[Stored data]
____

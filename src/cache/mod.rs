//! Cache Module
//!
//! Read-through caching for product reads: key derivation, pluggable
//! backends, fail-open typed access, hit/miss metrics and the `ProductCache`
//! decorator tying them together.

mod client;
mod entry;
pub mod keys;
mod memory;
mod metrics;
mod noop;
mod product_cache;
mod redis_store;
mod store;


// Re-export public types
pub use client::CacheClient;
pub use entry::CacheEntry;
pub use keys::CacheKeyBuilder;
pub use memory::MemoryCacheStore;
pub use metrics::{MetricsRecorder, MetricsSnapshot};
pub use noop::NoopCacheStore;
pub use product_cache::ProductCache;
pub use redis_store::RedisCacheStore;
pub use store::CacheStore;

____

Copy out the records above exactly.

filename src/cache/mod.rs
//! Cache Module
//!
//! Read-through caching for product reads: key derivation, pluggable
//! backends, fail-open typed access, hit/miss metrics and the `ProductCache`
//! decorator tying them together.

mod client;
mod entry;
pub mod keys;
mod memory;
mod metrics;
mod noop;
mod product_cache;
mod redis_store;
mod store;


// Re-export public types
pub use client::CacheClient;
pub use entry::CacheEntry;
pub use keys::CacheKeyBuilder;
pub use memory::MemoryCacheStore;
pub use metrics::{MetricsRecorder, MetricsSnapshot};
pub use noop::NoopCacheStore;
pub use product_cache::ProductCache;
pub use redis_store::RedisCacheStore;
pub use store::CacheStore;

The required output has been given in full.